The proteasome inhibitor bortezomib inhibits T cell-dependent inflammatory responses.

CHS is a cutaneous, T cell-dependent, inflammatory reaction mediated mainly by antigen-specific effector T cells. Bortezomib is a proteasome inhibitor that has shown impressive efficacy for the treatment of multiple myeloma. In the current study, we have assessed the effect of bortezomib treatment of CHS in mice and found that bortezomib potently inhibited CHS responses. The attenuation of CHS responses was associated with decreased inflammatory cell infiltration in the challenged skin. Specifically, bortezomib-treated mice showed significantly decreased numbers of CD4(+) and CD8(+) T cells in the challenged skin and draining lymph nodes.
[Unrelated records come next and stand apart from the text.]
//! Error types for the media tool
//!
//! Only session-level failures are returned to callers. Per-device and per-file
//! errors are produced with these same variants but are logged and absorbed by
//! the transfer and cleanup passes.

use thiserror::Error;

/// Main error type for the media tool
#[derive(Error, Debug)]
pub enum MediaToolError {
    /// The device-access library could not be initialized
    #[error("Device library initialization failed: {0}")]
    LibraryInit(String),

    /// A device could not be selected/opened
    #[error("Unable to open device #{index}: {message}")]
    DeviceSelect { index: usize, message: String },

    /// General device communication error
    #[error("Device error: {0}")]
    Device(String),

    /// An object id or device path does not resolve to anything
    #[error("Object not found on device: {0}")]
    ObjectNotFound(String),

    /// General I/O error
    #[error("IO error: {0}")]
    Io(String),

    /// Copying a single file failed
    #[error("Transfer failed for '{path}': {message}")]
    Transfer { path: String, message: String },

    /// The number of bytes written does not match the size reported by the device
    #[error("Incomplete copy of '{path}': expected {expected} bytes, got {actual}")]
    SizeMismatch {
        path: String,
        expected: u64,
        actual: u64,
    },

    /// Removing a file from the device failed
    #[error("Failed to delete '{path}': {message}")]
    Delete { path: String, message: String },

    /// Filtered enumeration finished without a matching device
    #[error("No matching device found ({0})")]
    NoMatchingDevice(String),

    /// The external metadata tool could not be run or reported failure
    #[error("ExifTool error: {0}")]
    ExifTool(String),

    /// Windows API error
    #[cfg(windows)]
    #[error("Windows API error: {0}")]
    Windows(#[from] windows::core::Error),
}

/// Result type alias for convenience
pub type Result<T> = std::result::Result<T, MediaToolError>;

impl From<std::io::Error> for MediaToolError {
    fn from(err: std::io::Error) -> Self {
        MediaToolError::Io(err.to_string())
    }
}
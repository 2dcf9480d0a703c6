//! Import sources known to the CLI
//!
//! Each source names the device class to drain, the device folder holding
//! its media and the exiftool passes that move staged files into the dated
//! target layout.

use crate::core::exiftool::ExifArgs;
use crate::core::session::DeviceSelection;
use crate::device::filters::{self, CAM_FILES_DIR, DCIM_DIR, GOPRO_DIR};
use std::path::Path;

/// Which files a rename pass touches
#[derive(Debug, Clone, Copy, PartialEq, Eq)]
pub enum MediaKind {
    Images,
    Mp4,
    Avchd,
    ImagesAndMp4,
}

impl MediaKind {
    /// Limit `args` to the extensions of this kind
    pub fn restrict(self, args: &mut ExifArgs) {
        match self {
            MediaKind::Images => args.for_images(),
            MediaKind::Mp4 => args.for_video_mp4(),
            MediaKind::Avchd => args.for_video_avchd(),
            MediaKind::ImagesAndMp4 => args.for_images().for_video_mp4(),
        };
    }
}

/// One exiftool run over the staging directory
#[derive(Debug, Clone, Copy, PartialEq, Eq)]
pub struct RenamePass {
    pub media: MediaKind,
    /// Tag the capture date is read from
    pub date_tag: &'static str,
    /// Target pattern below the target directory, in exiftool `-d` syntax
    pub pattern: &'static str,
}

impl RenamePass {
    /// Arguments renaming staged files into `target_dir`
    ///
    /// A dry run only prints the new names (`TestName`) and leaves file dates alone.
    pub fn exif_args(&self, staging_dir: &Path, target_dir: &Path, dry_run: bool) -> ExifArgs {
        let pattern = target_dir.join(self.pattern).display().to_string();
        let mut args = ExifArgs::default();
        args.rename_by_date(self.date_tag, &pattern, dry_run);
        self.media.restrict(&mut args);
        args.recursively().source(staging_dir);
        args
    }
}

/// A named import source
#[derive(Debug, Clone, Copy, PartialEq, Eq)]
pub struct ImportSource {
    pub name: &'static str,
    pub description: &'static str,
    /// Device folder to drain
    pub device_dir: &'static str,
    pub passes: &'static [RenamePass],
    selection: fn() -> DeviceSelection,
}

const GOPRO_PASSES: &[RenamePass] = &[
    RenamePass {
        media: MediaKind::Images,
        date_tag: "CreateDate",
        pattern: "%Y.%m.%d/src/IMG_%Y%m%d_%H%M%S%%-c.%%e",
    },
    RenamePass {
        media: MediaKind::Mp4,
        date_tag: "CreateDate",
        pattern: "%Y.%m.%d/src/VID_%Y%m%d_%H%M%S%%-c.%%e",
    },
];

const CAMVIDEO_PASSES: &[RenamePass] = &[RenamePass {
    media: MediaKind::Avchd,
    date_tag: "DateTimeOriginal",
    pattern: "%Y.%m.%d/src/VID_%Y%m%d_%H%M%S%%-c.%%e",
}];

const SDPHOTOS_PASSES: &[RenamePass] = &[RenamePass {
    media: MediaKind::ImagesAndMp4,
    date_tag: "CreateDate",
    pattern: "%Y.%m.%d/%%f%%-c.%%e",
}];

fn gopro_selection() -> DeviceSelection {
    DeviceSelection::Matching(filters::gopro())
}

fn camcorder_selection() -> DeviceSelection {
    DeviceSelection::Matching(filters::camcorder())
}

fn all_devices() -> DeviceSelection {
    DeviceSelection::All
}

/// Every import source, in help order
pub const SOURCES: &[ImportSource] = &[
    ImportSource {
        name: "gopro",
        description: "GoPro photos and clips",
        device_dir: GOPRO_DIR,
        passes: GOPRO_PASSES,
        selection: gopro_selection,
    },
    ImportSource {
        name: "camvideo",
        description: "Panasonic camcorder AVCHD video",
        device_dir: CAM_FILES_DIR,
        passes: CAMVIDEO_PASSES,
        selection: camcorder_selection,
    },
    ImportSource {
        name: "sdphotos",
        description: "Photos and video from every attached SD card",
        device_dir: DCIM_DIR,
        passes: SDPHOTOS_PASSES,
        selection: all_devices,
    },
];

impl ImportSource {
    /// Look a source up by name (case-insensitive)
    pub fn named(name: &str) -> Option<ImportSource> {
        SOURCES
            .iter()
            .find(|s| s.name.eq_ignore_ascii_case(name))
            .copied()
    }

    /// Devices this source drains
    pub fn selection(&self) -> DeviceSelection {
        (self.selection)()
    }

    /// Rename passes for a finished staging directory
    pub fn exif_passes(&self, staging_dir: &Path, target_dir: &Path, dry_run: bool) -> Vec<ExifArgs> {
        self.passes
            .iter()
            .map(|p| p.exif_args(staging_dir, target_dir, dry_run))
            .collect()
    }
}

#[cfg(test)]
mod tests {
    use super::*;

    #[test]
    fn test_named() {
        assert_eq!(ImportSource::named("gopro").unwrap().device_dir, "DCIM/100GOPRO");
        assert_eq!(
            ImportSource::named("CamVideo").unwrap().device_dir,
            "PRIVATE/AVCHD/BDMV/STREAM"
        );
        assert_eq!(ImportSource::named("sdphotos").unwrap().device_dir, "DCIM");
        assert!(ImportSource::named("floppy").is_none());
    }

    #[test]
    fn test_selections() {
        assert!(matches!(
            ImportSource::named("sdphotos").unwrap().selection(),
            DeviceSelection::All
        ));
        assert!(matches!(
            ImportSource::named("gopro").unwrap().selection(),
            DeviceSelection::Matching(_)
        ));
    }

    #[test]
    fn test_gopro_passes() {
        let source = ImportSource::named("gopro").unwrap();
        let staging = Path::new("staging");
        let target = Path::new("photos");
        let passes = source.exif_passes(staging, target, false);

        assert_eq!(passes.len(), 2);
        let images = passes[0].as_slice();
        assert_eq!(images[0], "-FileModifyDate<CreateDate");
        assert_eq!(images[1], "-FileCreateDate<CreateDate");
        assert_eq!(images[2], "-FileName<CreateDate");
        assert_eq!(images[3], "-d");
        assert_eq!(
            images[4],
            target
                .join("%Y.%m.%d/src/IMG_%Y%m%d_%H%M%S%%-c.%%e")
                .display()
                .to_string()
        );
        assert!(images.iter().any(|a| a == "jpg"));
        assert_eq!(images[images.len() - 2], "-r");
        assert_eq!(images[images.len() - 1], "staging");

        assert!(passes[1].as_slice().iter().any(|a| a == "mp4"));
    }

    #[test]
    fn test_dry_run_only_tests_names() {
        let source = ImportSource::named("camvideo").unwrap();
        let passes = source.exif_passes(Path::new("s"), Path::new("t"), true);

        let args = passes[0].as_slice();
        assert_eq!(args[0], "-TestName<DateTimeOriginal");
        assert!(!args.iter().any(|a| a.starts_with("-FileModifyDate")));
        assert!(args.iter().any(|a| a == "mts"));
    }

    #[test]
    fn test_sdphotos_single_pass_for_images_and_video() {
        let source = ImportSource::named("sdphotos").unwrap();
        let passes = source.exif_passes(Path::new("s"), Path::new("t"), false);
        assert_eq!(passes.len(), 1);
        let args = passes[0].as_slice();
        assert!(args.iter().any(|a| a == "cr3"));
        assert!(args.iter().any(|a| a == "mp4"));
    }
}
//! Windows Portable Devices backend
//!
//! Implements [`DeviceLibrary`] and [`DeviceHandle`] on top of the WPD COM
//! API. COM is initialized by [`WpdLibrary::init`] and released again by
//! [`WpdLibrary::teardown`].

use crate::core::error::{MediaToolError, Result};
use crate::device::timestamps::ole_date_to_utc;
use crate::device::traits::{device_path_components, DeviceHandle, DeviceLibrary, DeviceObject};
use log::{debug, info, trace, warn};
use std::io::{self, Read};
use std::ptr::null_mut;
use windows::{
    core::{GUID, PCWSTR, PROPVARIANT, PWSTR},
    Win32::{
        Devices::PortableDevices::{
            IEnumPortableDeviceObjectIDs, IPortableDevice, IPortableDeviceContent,
            IPortableDeviceKeyCollection, IPortableDeviceManager, IPortableDevicePropVariantCollection,
            IPortableDeviceProperties, IPortableDeviceResources, IPortableDeviceValues,
            PortableDeviceFTM, PortableDeviceKeyCollection, PortableDeviceManager,
            PortableDevicePropVariantCollection, PortableDeviceValues, WPD_CLIENT_MAJOR_VERSION,
            WPD_CLIENT_MINOR_VERSION, WPD_CLIENT_NAME, WPD_CLIENT_REVISION,
            WPD_CLIENT_SECURITY_QUALITY_OF_SERVICE, WPD_OBJECT_CONTENT_TYPE,
            WPD_OBJECT_DATE_MODIFIED, WPD_OBJECT_NAME, WPD_OBJECT_ORIGINAL_FILE_NAME,
            WPD_OBJECT_SIZE, WPD_RESOURCE_DEFAULT,
        },
        System::{
            Com::{
                CoCreateInstance, CoInitializeEx, CoTaskMemFree, CoUninitialize, IStream,
                CLSCTX_INPROC_SERVER, COINIT_MULTITHREADED,
            },
            Variant::VT_LPWSTR,
        },
        UI::Shell::PropertiesSystem::PROPERTYKEY,
    },
};

/// Object id of the device root
const ROOT_OBJECT_ID: &str = "DEVICE";

/// GUID for folder content type
const WPD_CONTENT_TYPE_FOLDER: GUID = GUID::from_u128(0x27e2e392_a111_48e0_ab0c_e17705a05f85);

/// GUID for functional object content type (storage objects like "SD Card")
const WPD_CONTENT_TYPE_FUNCTIONAL_OBJECT: GUID =
    GUID::from_u128(0x99ed0160_17ff_4c44_9d98_1d7a6f941921);

/// Client name reported to the device driver
const CLIENT_NAME: &str = "media-tool";

/// Default stream buffer when the driver has no preference
const DEFAULT_BUFFER_SIZE: usize = 256 * 1024;

fn wide(s: &str) -> Vec<u16> {
    s.encode_utf16().chain(std::iter::once(0)).collect()
}

/// RAII guard for COM initialization
pub struct ComGuard {
    initialized: bool,
}

impl ComGuard {
    /// Initialize COM library
    pub fn new() -> Result<Self> {
        unsafe {
            CoInitializeEx(None, COINIT_MULTITHREADED)
                .ok()
                .map_err(|e| {
                    MediaToolError::LibraryInit(format!("Failed to initialize COM: {}", e))
                })?;

            Ok(Self { initialized: true })
        }
    }
}

impl Drop for ComGuard {
    fn drop(&mut self) {
        if self.initialized {
            unsafe {
                CoUninitialize();
            }
        }
    }
}

#[derive(Debug, Clone)]
struct DeviceEntry {
    id: String,
    name: String,
    description: String,
}

/// WPD device library
///
/// Device names and descriptions are read once during [`init`](DeviceLibrary::init).
#[derive(Default)]
pub struct WpdLibrary {
    manager: Option<IPortableDeviceManager>,
    devices: Vec<DeviceEntry>,
    // Dropped last so COM outlives every interface above
    com: Option<ComGuard>,
}

impl WpdLibrary {
    pub fn new() -> Self {
        Self::default()
    }

    fn manager(&self) -> Result<&IPortableDeviceManager> {
        self.manager
            .as_ref()
            .ok_or_else(|| MediaToolError::LibraryInit("library is not initialized".to_string()))
    }

    fn enumerate(manager: &IPortableDeviceManager) -> Result<Vec<DeviceEntry>> {
        unsafe {
            if let Err(e) = manager.RefreshDeviceList() {
                debug!("Device list refresh failed, using the cached list: {}", e);
            }

            let mut device_count: u32 = 0;
            manager
                .GetDevices(null_mut(), &mut device_count)
                .map_err(|e| MediaToolError::Device(format!("Failed to get device count: {}", e)))?;

            if device_count == 0 {
                return Ok(Vec::new());
            }

            let mut device_ids: Vec<PWSTR> = vec![PWSTR::null(); device_count as usize];
            manager
                .GetDevices(device_ids.as_mut_ptr(), &mut device_count)
                .map_err(|e| {
                    MediaToolError::Device(format!("Failed to enumerate devices: {}", e))
                })?;

            let mut devices = Vec::new();
            for device_id_ptr in device_ids.iter().take(device_count as usize) {
                if device_id_ptr.is_null() {
                    continue;
                }

                let id = device_id_ptr.to_string().unwrap_or_default();
                let id_wide = wide(&id);
                let id_pcwstr = PCWSTR(id_wide.as_ptr());

                let name = read_manager_string(|buf, len| {
                    manager.GetDeviceFriendlyName(id_pcwstr, buf, len)
                })
                .unwrap_or_else(|| "Unknown Device".to_string());
                let description = read_manager_string(|buf, len| {
                    manager.GetDeviceDescription(id_pcwstr, buf, len)
                })
                .unwrap_or_else(|| "Unknown".to_string());

                debug!("Found device '{}' ({}) id: {}", name, description, id);
                devices.push(DeviceEntry {
                    id,
                    name,
                    description,
                });

                CoTaskMemFree(Some(device_id_ptr.0 as *const _));
            }

            Ok(devices)
        }
    }

    fn open(&self, entry: &DeviceEntry) -> Result<IPortableDevice> {
        unsafe {
            let device: IPortableDevice =
                CoCreateInstance(&PortableDeviceFTM, None, CLSCTX_INPROC_SERVER).map_err(|e| {
                    MediaToolError::Device(format!("Failed to create device object: {}", e))
                })?;

            let client_info: IPortableDeviceValues =
                CoCreateInstance(&PortableDeviceValues, None, CLSCTX_INPROC_SERVER).map_err(
                    |e| MediaToolError::Device(format!("Failed to create client info: {}", e)),
                )?;

            let client_name = wide(CLIENT_NAME);
            client_info.SetStringValue(&WPD_CLIENT_NAME, PCWSTR(client_name.as_ptr()))?;
            client_info.SetUnsignedIntegerValue(&WPD_CLIENT_MAJOR_VERSION, 1)?;
            client_info.SetUnsignedIntegerValue(&WPD_CLIENT_MINOR_VERSION, 0)?;
            client_info.SetUnsignedIntegerValue(&WPD_CLIENT_REVISION, 0)?;
            client_info
                .SetUnsignedIntegerValue(&WPD_CLIENT_SECURITY_QUALITY_OF_SERVICE, 0x00020000)?;

            let id_wide = wide(&entry.id);
            device
                .Open(PCWSTR(id_wide.as_ptr()), &client_info)
                .map_err(|e| MediaToolError::Device(format!("Failed to open device: {}", e)))?;

            info!("Opened device '{}'", entry.name);
            Ok(device)
        }
    }
}

/// Two-call WPD string getter: query the length, then fill a buffer
fn read_manager_string<F>(mut get: F) -> Option<String>
where
    F: FnMut(PWSTR, *mut u32) -> windows::core::Result<()>,
{
    let mut length: u32 = 0;
    let _ = get(PWSTR::null(), &mut length);
    if length == 0 {
        return None;
    }

    let mut buffer: Vec<u16> = vec![0; length as usize];
    get(PWSTR(buffer.as_mut_ptr()), &mut length).ok()?;
    let end = (length as usize).saturating_sub(1).min(buffer.len());
    Some(String::from_utf16_lossy(&buffer[..end]))
}
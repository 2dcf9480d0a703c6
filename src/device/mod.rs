//! Device interaction module
//!
//! Access to MTP devices through a narrow trait surface so the import engine
//! runs unchanged against Windows Portable Devices or the in-memory mocks.
//!
//! # Submodules
//!
//! - `traits` - `DeviceLibrary` / `DeviceHandle` abstraction and device path helpers
//! - `filters` - Device acceptance predicates and the GoPro/camcorder/SD presets
//! - `timestamps` - OLE date conversion for WPD modification times
//! - `wpd` - Windows Portable Devices backend (Windows only)
//! - `unsupported` - Library that refuses to initialize on other platforms

pub mod filters;
pub mod timestamps;
pub mod traits;

#[cfg(windows)]
pub mod wpd;

#[cfg(not(windows))]
pub mod unsupported;

pub use filters::DeviceFilter;
pub use traits::{DeviceHandle, DeviceLibrary, DeviceObject};

/// Device library for the current platform
#[cfg(windows)]
pub type PlatformLibrary = wpd::WpdLibrary;

/// Device library for the current platform
#[cfg(not(windows))]
pub type PlatformLibrary = unsupported::UnsupportedLibrary;
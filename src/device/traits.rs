//! Device abstraction traits for testability
//!
//! This module defines the narrow surface the transfer engine needs from a
//! device-access library, so that the Windows Portable Devices backend and the
//! in-memory mock used by tests can be swapped freely.
//!
//! # Architecture
//!
//! - `DeviceLibrary` - process-wide library: init/teardown, enumeration, selection
//! - `DeviceHandle` - one selected device: lookup by path, listing, reading, deletion
//! - `DeviceObject` - one file or directory entry reported by a device
//!
//! Device paths are `/`-separated and absolute, e.g. `/DCIM/100GOPRO/GOPR0001.JPG`.
//!
//! # Example Usage
//!
//! ```rust,no_run
//! use media_tool::device::traits::{DeviceHandle, DeviceLibrary};
//!
//! fn count_root_entries<L: DeviceLibrary>(library: &mut L) -> media_tool::core::error::Result<usize> {
//!     library.init()?;
//!     let handle = library.select_device(0)?;
//!     let root = handle.find_object("/DCIM");
//!     let count = match root {
//!         Some(obj) => handle.list_children(&obj.id)?.len(),
//!         None => 0,
//!     };
//!     library.teardown();
//!     Ok(count)
//! }
//! ```

use crate::core::error::Result;
use chrono::{DateTime, Utc};
use std::io::Read;

/// Separator used in device-side paths
pub const PATH_SEPARATOR: char = '/';

/// Represents a file or folder on a device
#[derive(Debug, Clone, PartialEq)]
pub struct DeviceObject {
    /// Opaque object identifier on the device
    pub id: String,
    /// Name of the object (file or folder name)
    pub name: String,
    /// Size in bytes (0 for folders)
    pub size: u64,
    /// Whether this is a folder
    pub is_dir: bool,
    /// Last modification time, if the device reports one
    pub modified: Option<DateTime<Utc>>,
}

impl DeviceObject {
    /// Create a new folder object
    pub fn folder(id: &str, name: &str) -> Self {
        Self {
            id: id.to_string(),
            name: name.to_string(),
            size: 0,
            is_dir: true,
            modified: None,
        }
    }

    /// Create a new file object
    pub fn file(id: &str, name: &str, size: u64) -> Self {
        Self {
            id: id.to_string(),
            name: name.to_string(),
            size,
            is_dir: false,
            modified: None,
        }
    }

    /// Set the modification time
    pub fn with_modified(mut self, modified: DateTime<Utc>) -> Self {
        self.modified = Some(modified);
        self
    }
}

/// One selected device
///
/// All calls are made from a single thread; implementations are not required
/// to be reentrant.
pub trait DeviceHandle {
    /// Resolve an absolute device path to an object, `None` when nothing is there
    fn find_object(&self, path: &str) -> Option<DeviceObject>;

    /// List the direct children of a folder in device order
    fn list_children(&self, object_id: &str) -> Result<Vec<DeviceObject>>;

    /// Open a byte stream over a file's content
    fn open_reader(&self, object_id: &str) -> Result<Box<dyn Read + '_>>;

    /// Delete a single object
    fn delete(&self, object_id: &str) -> Result<()>;
}

/// A device-access library (WPD on Windows, mock in tests)
pub trait DeviceLibrary {
    /// The handle type returned when a device is selected
    type Handle: DeviceHandle;

    /// Initialize the library; must succeed before any other call
    fn init(&mut self) -> Result<()>;

    /// Release every library resource
    fn teardown(&mut self);

    /// Number of attached devices
    fn device_count(&self) -> usize;

    /// Friendly name of the device at `index`
    fn device_name(&self, index: usize) -> String;

    /// Description of the device at `index`
    fn device_description(&self, index: usize) -> String;

    /// Open the device at `index`
    fn select_device(&mut self, index: usize) -> Result<Self::Handle>;
}

/// Join a device directory path and an entry name
pub fn join_device_path(parent: &str, name: &str) -> String {
    let parent = parent.trim_end_matches(PATH_SEPARATOR);
    format!("{}{}{}", parent, PATH_SEPARATOR, name)
}

/// Normalize a user supplied device directory (`DCIM\100GOPRO`, `DCIM/100GOPRO/`)
/// into an absolute device path (`/DCIM/100GOPRO`)
pub fn normalize_device_path(dir: &str) -> String {
    let parts: Vec<&str> = device_path_components(dir).collect();
    format!("{}{}", PATH_SEPARATOR, parts.join(&PATH_SEPARATOR.to_string()))
}

/// Split a device path into its non-empty components, accepting both separators
pub fn device_path_components(path: &str) -> impl Iterator<Item = &str> {
    path.split(['/', '\\']).filter(|part| !part.is_empty())
}
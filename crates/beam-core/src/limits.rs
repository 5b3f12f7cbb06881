//! Position limits and shared timing constants.
//!
//! This module centralizes:
//! - The [`Limits`] interval type used for absolute and user limits
//! - Timing constants of the motion layer and the poller
//!
//! Using centralized constants ensures the slit, axis and poller agree on
//! their timing and makes tuning easier.

use crate::error::{AppResult, BeamError};
use serde::{Deserialize, Serialize};
use std::time::Duration;

// =============================================================================
// Timing Constants
// =============================================================================

/// Delay between starting the first and the second blade of a slit pair.
pub const SLIT_SETTLE_DELAY: Duration = Duration::from_millis(250);

/// Poll interval used while a device is known to be moving.
pub const MOVING_POLL_INTERVAL: Duration = Duration::from_millis(500);

/// Fixed backoff before retrying to create a device that failed to build.
pub const DEVICE_RETRY_DELAY: Duration = Duration::from_secs(30);

/// Default poll interval when neither device nor setup configures one.
pub const DEFAULT_POLL_INTERVAL: Duration = Duration::from_secs(5);

/// Consecutive poll failures that are logged before the worker goes quiet.
pub const POLL_ERROR_LOG_LIMIT: u32 = 5;

/// Factor applied to the poll interval once the log limit is exceeded.
pub const POLL_ERROR_BACKOFF_FACTOR: u32 = 5;

/// Default delay between two polls of an axis wait loop.
pub const DEFAULT_LOOP_DELAY: Duration = Duration::from_millis(300);

// =============================================================================
// Limits
// =============================================================================

/// Closed interval `[min, max]` of allowed positions.
#[derive(Debug, Clone, Copy, PartialEq, Serialize, Deserialize)]
pub struct Limits {
    /// Lowest allowed position.
    pub min: f64,
    /// Highest allowed position.
    pub max: f64,
}

impl Limits {
    /// Create limits, rejecting `min > max` and non-finite bounds.
    pub fn new(min: f64, max: f64) -> AppResult<Self> {
        if !min.is_finite() || !max.is_finite() {
            return Err(BeamError::Configuration(format!(
                "limits must be finite, got [{}, {}]",
                min, max
            )));
        }
        if min > max {
            return Err(BeamError::Configuration(format!(
                "lower limit {} above upper limit {}",
                min, max
            )));
        }
        Ok(Self { min, max })
    }

    /// Limits that accept every finite position.
    pub fn unbounded() -> Self {
        Self {
            min: f64::MIN,
            max: f64::MAX,
        }
    }

    /// True if `value` lies inside the interval.
    pub fn contains(&self, value: f64) -> bool {
        value >= self.min && value <= self.max
    }

    /// True if `other` is a subset of `self`.
    pub fn encloses(&self, other: &Limits) -> bool {
        other.min >= self.min && other.max <= self.max
    }

    /// Fail with [`BeamError::Limit`] if `value` is outside the interval.
    pub fn check(&self, device: &str, value: f64) -> AppResult<()> {
        if value.is_nan() {
            return Err(BeamError::limit(device, "target is not a number"));
        }
        if value < self.min {
            return Err(BeamError::limit(
                device,
                format!("target {} below lower limit {}", value, self.min),
            ));
        }
        if value > self.max {
            return Err(BeamError::limit(
                device,
                format!("target {} above upper limit {}", value, self.max),
            ));
        }
        Ok(())
    }

    /// Shift the interval by `delta` (used to express limits in another frame).
    pub fn shifted(&self, delta: f64) -> Self {
        Self {
            min: self.min + delta,
            max: self.max + delta,
        }
    }
}

impl Default for Limits {
    fn default() -> Self {
        Self::unbounded()
    }
}

/// Absolute limits plus the user limits nested inside them.
#[derive(Debug, Clone, Copy, PartialEq)]
pub struct LimitPair {
    absolute: Limits,
    user: Limits,
}

impl LimitPair {
    /// Create a pair; user limits default to the absolute limits.
    pub fn new(absolute: Limits, user: Option<Limits>) -> AppResult<Self> {
        let user = user.unwrap_or(absolute);
        if !absolute.encloses(&user) {
            return Err(BeamError::Configuration(format!(
                "user limits [{}, {}] exceed absolute limits [{}, {}]",
                user.min, user.max, absolute.min, absolute.max
            )));
        }
        Ok(Self { absolute, user })
    }

    /// Absolute (hardware) limits.
    pub fn absolute(&self) -> Limits {
        self.absolute
    }

    /// Currently active user limits.
    pub fn user(&self) -> Limits {
        self.user
    }

    /// Replace the user limits, keeping them inside the absolute limits.
    pub fn set_user(&mut self, device: &str, user: Limits) -> AppResult<()> {
        if !self.absolute.encloses(&user) {
            return Err(BeamError::limit(
                device,
                format!(
                    "user limits [{}, {}] exceed absolute limits [{}, {}]",
                    user.min, user.max, self.absolute.min, self.absolute.max
                ),
            ));
        }
        self.user = user;
        Ok(())
    }
}
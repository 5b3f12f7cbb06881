//! Common infrastructure for mock devices.
//!
//! Provides reusable components for building mock hardware drivers:
//!
//! - **mode**: Operational modes (Instant, Realistic, Chaos)
//! - **errors**: Error injection framework
//! - **rng**: Seeded random number generator
//! - **journal**: Shared record of motion commands

pub mod errors;
pub mod journal;
pub mod mode;
pub mod rng;

// Re-export commonly used types
pub use errors::{ErrorConfig, ErrorScenario};
pub use journal::{JournalEntry, MotionJournal};
pub use mode::MockMode;
pub use rng::MockRng;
Cytoplasmic IFN-gamma production by CD4(+) and CD8(+) T cells in the draining lymph nodes was decreased substantially by bortezomib treatment. Notably, bortezomib enhanced T cell apoptosis by inhibiting NF-kappaB activation during CHS responses. Thus, bortezomib treatment is likely to induce T cell death, thereby suppressing CHS responses by reducing IFN-gamma production. These findings suggest that bortezomib treatment could be a promising strategy for treating autoimmune and inflammatory disease.